Kolossi Castle - History and Facts | History Hit

Kolossi Castle

Kolossi, Cyprus, Cyprus

Kolossi Castle was a fortification of the Knights Hospitallers built in the thirteenth century and rebuilt in the fifteenth century.

Peta Stamper

20 Apr 2021
Image Credit: freeartist / Alamy Stock Photo

About Kolossi Castle

Kolossi Castle was originally a 13th century Frankish fortification near Limassol in Cyprus. Constructed by the Knights Hospitallers in 1210, Kolossi Castle almost exclusively remained in their possession until it was destroyed by Mameluke raids in 1525-6. The current Kolossi Castle was built in 1454 under the orders of Louis de Magnac.

Kolossi Castle history

During the Middle Ages, the location of Kolossi held great strategic importance, with the facilities for producing sugar from the local sugarcane – one of Cyprus’ main exports at the time. The first castle built on the site was constructed around 1210 by the Frankish military when King Hugh I of Cyprus and Jerusalem, who gave the land to the Knights Hospitallers.

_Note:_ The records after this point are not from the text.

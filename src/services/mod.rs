// Business logic services

pub mod background;
pub mod clock;
pub mod exercise_media;
pub mod plan_store;
pub mod progression;
pub mod training_log_service;
pub mod training_log_store;

pub use background::{DetachedTask, TaskSpawner, TokioTaskSpawner};
pub use clock::{Clock, SystemClock};
pub use exercise_media::{ExerciseMediaResolver, HttpMediaResolver};
pub use plan_store::{InMemoryPlanTemplateStore, PgPlanTemplateStore, PlanTemplateStore};
pub use training_log_service::{EngineSettings, MaterializedSession, TrainingLogService};
pub use training_log_store::{
    InMemoryTrainingLogStore, PgTrainingLogStore, StoreError, TrainingLogStore,
};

The Knights were a Catholic military order tasked with protecting the Crusader Kingdom, and under the orders of the Commander of Kolossi, Louis de Magnac, they built an impenetrable 3-storey keep with a square bailey with walls 30-40 metres across. Kolossi Castle features small windows for defence as well as iconic crenellations for archers.

Due to rivalry within the Crusader Kingdom in Cyprus, Kolossi was taken by the Knights Templar in 1306. However, the Templar was disbanded in 1313 and so the fortress returned to the Hospitallers. Since the time of the Crusades, the castle has featured in many works of historical fiction, including ‘La milicia de Dios’ by Spanish author Eduardo García-Ontiveros Cerdeño and ‘Lionheart’ by Stewart Binns.

Kolossi Castle today

Today, you can explore the extraordinarily well-preserved Crusader keep at only €2,50 entry. You can climb from the basement all the way to the roof to survey the surrounding area, the same view that would have been enjoyed by Kolossi’s inhabitants over a millennia ago. Also spot the coat of arms on the castle walls belonging to Louis de Magnac.

Visitors should also sample some of the local area’s sweet wine known as Commandaria. The dessert wine is famous after the wedding of Richard the Lionheart married Berengaria of Navarre at nearby Limassol, when the king declared the wine to be “wine of kings and king of wines”.

Getting to Kolossi Castle

Driving is the easiest way to reach Kolossi, located just off the B6 linking with the islands main A1 road. The castle is signposted from the motorway so is easily found, and there is space for parking on-site. For those using public transport, there is a bus stop at 1st Apriliou on the B6, a 27 minute walk from the castle.